DATA RECORDS —
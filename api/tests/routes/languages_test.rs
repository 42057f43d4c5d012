#[cfg(test)]
mod tests {
    use crate::helpers::{get_json_body, json_request, make_test_app, send};
    use axum::{
        body::Body,
        http::{Request, StatusCode},
    };
    use db::models::programming_language::{LanguageFields, ProgrammingLanguage};
    use serde_json::{Value, json};
    use serial_test::serial;

    fn get(uri: &str) -> Request<Body> {
        Request::builder()
            .method("GET")
            .uri(uri)
            .body(Body::empty())
            .unwrap()
    }

    #[tokio::test]
    #[serial]
    async fn test_language_crud_round() {
        let app = make_test_app().await;

        let response = send(
            &app,
            json_request(
                "POST",
                "/language",
                json!({ "name": "Rust", "releasedYear": 2010, "githutRank": 14, "pyplRank": 9, "tiobeRank": 13 }),
            ),
        )
        .await;
        assert_eq!(response.status(), StatusCode::CREATED);
        let created = get_json_body(response).await;
        let id = created["id"].as_i64().unwrap();
        assert_eq!(created["releasedYear"], 2010);

        let response = send(
            &app,
            json_request("PUT", &format!("/language/{id}"), json!({ "tiobeRank": 11 })),
        )
        .await;
        assert_eq!(response.status(), StatusCode::OK);
        let updated = get_json_body(response).await;
        assert_eq!(updated["name"], "Rust");
        assert_eq!(updated["tiobeRank"], 11);
        assert_eq!(updated["pyplRank"], 9);

        let fetched = get_json_body(send(&app, get(&format!("/language/{id}"))).await).await;
        assert_eq!(fetched, updated);

        let response = send(
            &app,
            json_request("PUT", &format!("/language/{id}"), json!({ "pyplRank": null })),
        )
        .await;
        assert_eq!(response.status(), StatusCode::OK);
        let cleared = get_json_body(response).await;
        assert_eq!(cleared["pyplRank"], Value::Null);
        assert_eq!(cleared["tiobeRank"], 11);

        let req = Request::builder()
            .method("DELETE")
            .uri(format!("/language/{id}"))
            .body(Body::empty())
            .unwrap();
        let response = send(&app, req).await;
        assert_eq!(response.status(), StatusCode::OK);
        assert_eq!(get_json_body(response).await["name"], "Rust");

        let response = send(&app, get(&format!("/language/{id}"))).await;
        assert_eq!(response.status(), StatusCode::NOT_FOUND);
        assert_eq!(get_json_body(response).await["error"], "Language not found");
    }

    #[tokio::test]
    #[serial]
    async fn test_list_languages_paginates() {
        let app = make_test_app().await;
        for (i, name) in ["C", "Go", "Java", "Python", "Rust"].into_iter().enumerate() {
            ProgrammingLanguage::create(
                app.state.db(),
                LanguageFields {
                    name: name.into(),
                    released_year: 1970 + i as i32,
                    githut_rank: Some(i as i32 + 1),
                    ..Default::default()
                },
            )
            .await
            .unwrap();
        }

        let json = get_json_body(send(&app, get("/language?page=3&limit=2")).await).await;
        assert_eq!(json["totalItems"], 5);
        assert_eq!(json["totalPages"], 3);
        assert_eq!(json["currentPage"], 3);
        assert_eq!(json["data"].as_array().unwrap().len(), 1);
        assert_eq!(json["data"][0]["name"], "Rust");
        assert_eq!(json["data"][0]["pyplRank"], Value::Null);

        let response = send(&app, get("/language?limit=0")).await;
        assert_eq!(response.status(), StatusCode::BAD_REQUEST);

        let response = send(&app, get("/language?limit=9223372036854775808")).await;
        assert_eq!(response.status(), StatusCode::BAD_REQUEST);
        assert_eq!(
            get_json_body(response).await["error"],
            "Params page or limit are not valid"
        );
    }

    #[tokio::test]
    #[serial]
    async fn test_search_languages_by_name() {
        let app = make_test_app().await;
        for name in ["JavaScript", "Java", "Rust"] {
            ProgrammingLanguage::create(
                app.state.db(),
                LanguageFields {
                    name: name.into(),
                    released_year: 1995,
                    ..Default::default()
                },
            )
            .await
            .unwrap();
        }

        let response = send(&app, get("/language/name/jav")).await;
        assert_eq!(response.status(), StatusCode::OK);
        assert_eq!(get_json_body(response).await.as_array().unwrap().len(), 2);

        let response = send(&app, get("/language/name/cobol")).await;
        assert_eq!(response.status(), StatusCode::NOT_FOUND);
        assert_eq!(get_json_body(response).await["error"], "Language not found");
    }

    #[tokio::test]
    #[serial]
    async fn test_create_language_validation() {
        let app = make_test_app().await;

        let response = send(
            &app,
            json_request("POST", "/language", json!({ "name": "Rust" })),
        )
        .await;
        assert_eq!(response.status(), StatusCode::BAD_REQUEST);

        let response = send(
            &app,
            json_request("POST", "/language", json!({ "name": "Rust", "releasedYear": 2010, "tiobeRank": 0 })),
        )
        .await;
        assert_eq!(response.status(), StatusCode::BAD_REQUEST);
        assert_eq!(get_json_body(response).await["error"], "Ranks start at 1");

        let response = send(&app, json_request("PUT", "/language/999", json!({ "name": "X" }))).await;
        assert_eq!(response.status(), StatusCode::NOT_FOUND);
    }
}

EXERCISE DIRECTIONS — The answer is the full set of records above, repeated exactly.

EXERCISE SOLUTION —
filename api/tests/routes/languages_test.rs
repository 42057f43d4c5d012
#[cfg(test)]
mod tests {
    use crate::helpers::{get_json_body, json_request, make_test_app, send};
    use axum::{
        body::Body,
        http::{Request, StatusCode},
    };
    use db::models::programming_language::{LanguageFields, ProgrammingLanguage};
    use serde_json::{Value, json};
    use serial_test::serial;

    fn get(uri: &str) -> Request<Body> {
        Request::builder()
            .method("GET")
            .uri(uri)
            .body(Body::empty())
            .unwrap()
    }

    #[tokio::test]
    #[serial]
    async fn test_language_crud_round() {
        let app = make_test_app().await;

        let response = send(
            &app,
            json_request(
                "POST",
                "/language",
                json!({ "name": "Rust", "releasedYear": 2010, "githutRank": 14, "pyplRank": 9, "tiobeRank": 13 }),
            ),
        )
        .await;
        assert_eq!(response.status(), StatusCode::CREATED);
        let created = get_json_body(response).await;
        let id = created["id"].as_i64().unwrap();
        assert_eq!(created["releasedYear"], 2010);

        let response = send(
            &app,
            json_request("PUT", &format!("/language/{id}"), json!({ "tiobeRank": 11 })),
        )
        .await;
        assert_eq!(response.status(), StatusCode::OK);
        let updated = get_json_body(response).await;
        assert_eq!(updated["name"], "Rust");
        assert_eq!(updated["tiobeRank"], 11);
        assert_eq!(updated["pyplRank"], 9);

        let fetched = get_json_body(send(&app, get(&format!("/language/{id}"))).await).await;
        assert_eq!(fetched, updated);

        let response = send(
            &app,
            json_request("PUT", &format!("/language/{id}"), json!({ "pyplRank": null })),
        )
        .await;
        assert_eq!(response.status(), StatusCode::OK);
        let cleared = get_json_body(response).await;
        assert_eq!(cleared["pyplRank"], Value::Null);
        assert_eq!(cleared["tiobeRank"], 11);

        let req = Request::builder()
            .method("DELETE")
            .uri(format!("/language/{id}"))
            .body(Body::empty())
            .unwrap();
        let response = send(&app, req).await;
        assert_eq!(response.status(), StatusCode::OK);
        assert_eq!(get_json_body(response).await["name"], "Rust");

        let response = send(&app, get(&format!("/language/{id}"))).await;
        assert_eq!(response.status(), StatusCode::NOT_FOUND);
        assert_eq!(get_json_body(response).await["error"], "Language not found");
    }

    #[tokio::test]
    #[serial]
    async fn test_list_languages_paginates() {
        let app = make_test_app().await;
        for (i, name) in ["C", "Go", "Java", "Python", "Rust"].into_iter().enumerate() {
            ProgrammingLanguage::create(
                app.state.db(),
                LanguageFields {
                    name: name.into(),
                    released_year: 1970 + i as i32,
                    githut_rank: Some(i as i32 + 1),
                    ..Default::default()
                },
            )
            .await
            .unwrap();
        }

        let json = get_json_body(send(&app, get("/language?page=3&limit=2")).await).await;
        assert_eq!(json["totalItems"], 5);
        assert_eq!(json["totalPages"], 3);
        assert_eq!(json["currentPage"], 3);
        assert_eq!(json["data"].as_array().unwrap().len(), 1);
        assert_eq!(json["data"][0]["name"], "Rust");
        assert_eq!(json["data"][0]["pyplRank"], Value::Null);

        let response = send(&app, get("/language?limit=0")).await;
        assert_eq!(response.status(), StatusCode::BAD_REQUEST);

        let response = send(&app, get("/language?limit=9223372036854775808")).await;
        assert_eq!(response.status(), StatusCode::BAD_REQUEST);
        assert_eq!(
            get_json_body(response).await["error"],
            "Params page or limit are not valid"
        );
    }

    #[tokio::test]
    #[serial]
    async fn test_search_languages_by_name() {
        let app = make_test_app().await;
        for name in ["JavaScript", "Java", "Rust"] {
            ProgrammingLanguage::create(
                app.state.db(),
                LanguageFields {
                    name: name.into(),
                    released_year: 1995,
                    ..Default::default()
                },
            )
            .await
            .unwrap();
        }

        let response = send(&app, get("/language/name/jav")).await;
        assert_eq!(response.status(), StatusCode::OK);
        assert_eq!(get_json_body(response).await.as_array().unwrap().len(), 2);

        let response = send(&app, get("/language/name/cobol")).await;
        assert_eq!(response.status(), StatusCode::NOT_FOUND);
        assert_eq!(get_json_body(response).await["error"], "Language not found");
    }

    #[tokio::test]
    #[serial]
    async fn test_create_language_validation() {
        let app = make_test_app().await;

        let response = send(
            &app,
            json_request("POST", "/language", json!({ "name": "Rust" })),
        )
        .await;
        assert_eq!(response.status(), StatusCode::BAD_REQUEST);

        let response = send(
            &app,
            json_request("POST", "/language", json!({ "name": "Rust", "releasedYear": 2010, "tiobeRank": 0 })),
        )
        .await;
        assert_eq!(response.status(), StatusCode::BAD_REQUEST);
        assert_eq!(get_json_body(response).await["error"], "Ranks start at 1");

        let response = send(&app, json_request("PUT", "/language/999", json!({ "name": "X" }))).await;
        assert_eq!(response.status(), StatusCode::NOT_FOUND);
    }
}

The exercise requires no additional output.